Add GRPCDataset to allow pulling data from a gRPC server such as numpy array #206

yongtang · 2019-04-24T22:18:57Z

This fix tries to have a way to pull data from a gRPC server, as long as a gRPC server implement the protocol in endpoint.proto.

The main purpose is to allow reading partial data from numpy array in memory.

In the from_numpy method, the following is done:

Create a gRPC server and exposes ReadRecord endpoint.
Start the gRPC server on a random port in local host.
Pass endpoint (localhost:port) to GRPCDataset
GRPCDataset will pull the data from gRPC server.

Note from_numpy is just a facility method to setup a gRPC server. In theory, a GRPC server could be created by any other process and by any language. Only the endpoint information is needed to create GRPCDataset.

In case numpy array is huge, then this method could be helpful as it is not required to save numpy file, and load back by tf.data, or pass the whole numpy data into a tensor.

This could open up doors for other languages as well. For example, in case of R, we could setup a grpc server with R, and pass R dataframes in memory and allows GRPCDataset to pull a chunk of the data at a time.

Note we create gRPC server locally, but it is possible to expose gRPC server remotely so that the workload could be distributed.

Signed-off-by: Yong Tang yong.tang.github@outlook.com

BryanCutler

@yongtang I only had time for a quick skim right now, but it looks really cool! Do you think I could reuse some of these parts to feed data from Python memory to the ArrowDataset?

I had a small concern about using a void* as one of the method arguments, maybe you can elaborate on this?

BryanCutler · 2019-04-26T16:26:03Z

setup.py

+            rootpath,
+            os.path.relpath(os.path.join(rootname, filename), datapath))
+        print("setup.py - copy {} to {}".format(src, dst))
+        shutil.copyfile(src, dst)


Just wondering why adding this now, was it grabbing some incorrect files?

Also could you just reuse the similar loop above and just nest under a list of extensions? like

for file_pattern in ["*.so", "*py"]: for filename in fnmatch.filter(filenames, file_pattern): ...

Thanks @BryanCutler. The PR has been updated.

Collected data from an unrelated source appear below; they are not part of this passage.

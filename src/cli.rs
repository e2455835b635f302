// src/cli.rs

//! CLI argument parsing using `clap`.

use clap::{Parser, ValueEnum};

/// Command-line arguments for `langbench`.
#[derive(Debug, Clone, Parser)]
#[command(
    name = "langbench",
    version,
    about = "Benchmark-showcase server: runs language benchmarks on demand and streams their progress.",
    long_about = None
)]
pub struct CliArgs {
    /// Port to listen on.
    ///
    /// If omitted, the `PORT` environment variable is used, then 3000.
    #[arg(long, value_name = "PORT")]
    pub port: Option<u16>,

    /// Directory containing the benchmark launcher scripts
    /// (`run.sh` / `run.ps1`).
    #[arg(long, value_name = "DIR", default_value = "scripts")]
    pub scripts_dir: String,

    /// Maximum number of benchmarks executing at once.
    #[arg(long, value_name = "N", default_value_t = crate::runner::MAX_CONCURRENT_BENCHMARKS)]
    pub max_concurrent: usize,

    /// Logging level (error, warn, info, debug, trace).
    ///
    /// If omitted, `LANGBENCH_LOG` or a default level will be used.
    #[arg(long, value_enum, value_name = "LEVEL")]
    pub log_level: Option<LogLevel>,
}

/// Log level as exposed on the CLI.
#[derive(Debug, Copy, Clone, ValueEnum)]
pub enum LogLevel {
    Error,
    Warn,
    Info,
    Debug,
    Trace,
}

/// Convenience wrapper around `CliArgs::parse()`.
pub fn parse() -> CliArgs {
    CliArgs::parse()
}
// src/lib.rs

pub mod cli;
pub mod errors;
pub mod events;
pub mod language;
pub mod logging;
pub mod runner;
pub mod server;

use std::path::PathBuf;
use std::sync::Arc;

use anyhow::{Context, Result};
use tracing::info;

use crate::cli::CliArgs;
use crate::runner::{AdmissionQueue, RunnerConfig};
use crate::server::AppState;

/// High-level entry point used by `main.rs`.
///
/// This wires together:
/// - the admission queue and runner configuration
/// - the axum router (SSE run endpoint + status endpoint)
/// - Ctrl-C handling for graceful shutdown
pub async fn run(args: CliArgs) -> Result<()> {
    if args.max_concurrent == 0 {
        anyhow::bail!("--max-concurrent must be at least 1");
    }

    let port = resolve_port(&args);
    let scripts_dir = PathBuf::from(&args.scripts_dir);

    let state = AppState {
        queue: Arc::new(AdmissionQueue::new(args.max_concurrent)),
        config: Arc::new(RunnerConfig::new(scripts_dir)),
    };

    let app = server::router(state);
    let listener = tokio::net::TcpListener::bind(("0.0.0.0", port))
        .await
        .with_context(|| format!("binding to port {port}"))?;

    info!(port, max_concurrent = args.max_concurrent, "langbench server listening");

    axum::serve(listener, app)
        .with_graceful_shutdown(shutdown_signal())
        .await
        .context("serving HTTP")?;

    info!("server exiting");
    Ok(())
}

/// Port resolution: `--port`, then the `PORT` env var, then 3000.
fn resolve_port(args: &CliArgs) -> u16 {
    args.port
        .or_else(|| std::env::var("PORT").ok().and_then(|p| p.parse().ok()))
        .unwrap_or(3000)
}

async fn shutdown_signal() {
    if let Err(e) = tokio::signal::ctrl_c().await {
        eprintln!("failed to listen for Ctrl+C: {e}");
        return;
    }
    info!("shutdown requested");
}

Previously, we pick up py files in the source tree, and pick up .so files in bazel-bin. However, for gRPC, it consists of generated code in python (.py) based on endpoint.proto file. Those files are generated as part of the build so they are placed in bazel-bin (by bazel). So setup.py has to be updated to capture the py files in bazel-bin as well.

BryanCutler · 2019-04-26T16:32:07Z

tensorflow_io/core/kernels/dataset_ops.h

  virtual ~DataInput() {}
-  virtual Status FromStream(io::InputStreamInterface& s) = 0;
-  virtual Status ReadRecord(io::InputStreamInterface& s, IteratorContext* ctx, std::unique_ptr<T>& state, int64 record_to_read, int64* record_read, std::vector<Tensor>* out_tensors) const = 0;
+  virtual Status ReadReferenceRecord(void* s, IteratorContext* ctx, std::unique_ptr<T>& state, int64 record_to_read, int64* record_read, std::vector<Tensor>* out_tensors) const = 0;


Would you mind explaining why using void * here and the change to using pointers instead of references?

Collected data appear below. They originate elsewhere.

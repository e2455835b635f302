//! Benchmark-script fixtures for tests.
//!
//! Each fixture writes a `run.sh` into its own temp directory, so a
//! `RunnerConfig` pointed at [`ScriptFixture::dir`] behaves exactly like a
//! production scripts directory. The scripts receive the language token as
//! `$1`, matching the real launcher contract.
//!
//! These only make sense on Unix; the executor invokes `bash run.sh <lang>`.

use std::path::Path;

use tempfile::TempDir;

/// A temp directory holding a fake `run.sh`.
pub struct ScriptFixture {
    dir: TempDir,
}

impl ScriptFixture {
    /// Write `body` as the run script. The shebang is added here; `body`
    /// is plain shell.
    pub fn new(body: &str) -> Self {
        let dir = TempDir::new().expect("creating script fixture dir");
        let script = format!("#!/bin/sh\n{body}\n");
        std::fs::write(dir.path().join("run.sh"), script).expect("writing run.sh");
        Self { dir }
    }

    pub fn dir(&self) -> &Path {
        self.dir.path()
    }
}

/// A script that prints the usual benchmark banner and timing lines and
/// exits zero.
pub fn success_script() -> ScriptFixture {
    ScriptFixture::new(
        r#"echo "Running $1 benchmark"
echo "Python 3.10.12"
echo "prime count: 42"
echo "real 0m3.500s""#,
    )
}

/// A script that writes diagnostics to stderr and exits with `code`.
pub fn failing_script(code: i32, stderr_message: &str) -> ScriptFixture {
    ScriptFixture::new(&format!(
        r#"echo "about to fail"
echo "{stderr_message}" >&2
exit {code}"#
    ))
}

/// A script that sleeps for `seconds`, prints nothing, and exits zero.
pub fn sleeping_script(seconds: f64) -> ScriptFixture {
    ScriptFixture::new(&format!("sleep {seconds}"))
}

/// A script that sleeps and then touches `marker`; used to prove a
/// timed-out process really was killed (the marker must never appear).
pub fn marker_script(seconds: f64, marker: &Path) -> ScriptFixture {
    ScriptFixture::new(&format!(
        "sleep {seconds}\ntouch \"{}\"",
        marker.display()
    ))
}
// src/errors.rs

//! Crate-wide error aliases and helpers.

use thiserror::Error;

use crate::language::Language;

#[derive(Error, Debug)]
pub enum LangbenchError {
    #[error("Configuration error: {0}")]
    ConfigError(String),

    #[error("IO error: {0}")]
    IoError(#[from] std::io::Error),

    #[error("Invalid language: {0}")]
    InvalidLanguage(String),

    #[error(transparent)]
    Execution(#[from] ExecutionError),

    #[error(transparent)]
    Other(#[from] anyhow::Error),
}

/// Why a single benchmark job failed.
///
/// Every variant is terminal for that job: there is no retry, and the
/// admission slot is released regardless (the slot guard takes care of that).
#[derive(Error, Debug)]
pub enum ExecutionError {
    /// The launcher process could not be started at all.
    #[error("failed to spawn benchmark process for {language}: {source}")]
    Spawn {
        language: Language,
        #[source]
        source: std::io::Error,
    },

    /// The process ran but exited non-zero; carries whatever it wrote to
    /// stderr (or a generic message when stderr was empty).
    #[error("{message}")]
    NonZeroExit {
        language: Language,
        code: Option<i32>,
        message: String,
    },

    /// The process outlived the time budget and was killed.
    #[error("Benchmark timeout ({0:?} exceeded)")]
    Timeout(std::time::Duration),

    /// Waiting on the child process itself failed.
    #[error("failed waiting for benchmark process for {language}: {source}")]
    Wait {
        language: Language,
        #[source]
        source: std::io::Error,
    },
}

pub use anyhow::Error;
pub type Result<T> = std::result::Result<T, LangbenchError>;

@BryanCutler Previously, references works well as we are mostly dealing with file streams (io::InputStreamInterface& s). However, for gRPC it is not a file stream and is not returning raw bytes (no ReadNBytes). So InputStreamInterface is irrelevant here. Changed to pointers so that nullptr could be passed for gRPC.

The main purpose is to try to reuse the logic of batch where we need to piece together chunks of tensor.

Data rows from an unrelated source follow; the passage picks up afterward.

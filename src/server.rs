// src/server.rs

//! HTTP boundary: axum router exposing the execution core.
//!
//! - `GET /api/run/{language}` — run a benchmark, streaming progress events
//!   over Server-Sent Events. The language path segment is validated against
//!   the whitelist *before* anything reaches the process layer.
//! - `GET /api/status` — point-in-time queue snapshot as JSON.
//!
//! A client that disconnects mid-stream does not cancel its benchmark: the
//! job keeps running, its events are dropped, and the slot is released
//! normally when it finishes.

use std::convert::Infallible;
use std::sync::Arc;

use axum::extract::{Path, State};
use axum::http::StatusCode;
use axum::response::sse::{Event, Sse};
use axum::response::{IntoResponse, Json, Response};
use axum::routing::get;
use axum::Router;
use serde_json::json;
use tokio::sync::mpsc;
use tokio_stream::wrappers::ReceiverStream;
use tracing::{debug, warn};

use crate::events::{ProgressEvent, ProgressSender};
use crate::language::Language;
use crate::runner::{run_benchmark, AdmissionQueue, QueueStatus, RunnerConfig};

/// How many events may pile up between the job and the SSE writer before the
/// job's sends await.
const EVENT_BUFFER: usize = 32;

#[derive(Clone)]
pub struct AppState {
    pub queue: Arc<AdmissionQueue>,
    pub config: Arc<RunnerConfig>,
}

pub fn router(state: AppState) -> Router {
    Router::new()
        .route("/api/run/{language}", get(run_language))
        .route("/api/status", get(queue_status))
        .with_state(state)
}

/// GET /api/status
async fn queue_status(State(state): State<AppState>) -> Json<QueueStatus> {
    Json(state.queue.status())
}

/// GET /api/run/{language}
async fn run_language(State(state): State<AppState>, Path(language): Path<String>) -> Response {
    let language: Language = match language.parse() {
        Ok(lang) => lang,
        Err(_) => {
            return (
                StatusCode::BAD_REQUEST,
                Json(json!({ "error": "Invalid language" })),
            )
                .into_response();
        }
    };

    let (progress, mut events) = ProgressSender::channel(EVENT_BUFFER);

    // The job runs detached from the connection on purpose: a dropped SSE
    // stream must not kill a benchmark that is already executing.
    let queue = Arc::clone(&state.queue);
    let config = Arc::clone(&state.config);
    tokio::spawn(async move {
        let _ = run_benchmark(&queue, &config, language, &progress).await;
    });

    // Bridge progress events onto the SSE stream, closing with the
    // transport-level `completed` marker after a successful run.
    let (sse_tx, sse_rx) = mpsc::channel::<Result<Event, Infallible>>(EVENT_BUFFER);
    tokio::spawn(async move {
        let mut succeeded = false;
        while let Some(event) = events.recv().await {
            if matches!(event, ProgressEvent::Success { .. }) {
                succeeded = true;
            }
            let sse_event = match Event::default().json_data(&event) {
                Ok(ev) => ev,
                Err(err) => {
                    warn!(error = %err, "failed to serialize progress event");
                    continue;
                }
            };
            if sse_tx.send(Ok(sse_event)).await.is_err() {
                debug!(language = %language, "SSE client gone; job continues unattached");
                return;
            }
        }
        if succeeded {
            let _ = sse_tx
                .send(Ok(Event::default().data(r#"{"status":"completed"}"#)))
                .await;
        }
    });

    Sse::new(ReceiverStream::new(sse_rx)).into_response()
}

Ok, thanks for the explanation. Having void* arguments on public apis make a little nervous though. Do you think putting this as a protected member makes sense?

@BryanCutler Thanks for the review. The PR has been updated. Now FileInput (and subclass delcared) only need to implement:

ReadRecord(io::InputStreamInterface* s, IteratorContext* ctx, ...)

and StreamInput only need to implement:

Status ReadRecord(IteratorContext* ctx, ...

So void * is hidden and will not be touched by any ops.

Please take a look.

Sounds good thanks!

yongtang · 2019-04-27T17:17:50Z

Add a reference of tensorflow/tensorflow#13530 , which has a need for pandas input. Could be a follow up PR I think.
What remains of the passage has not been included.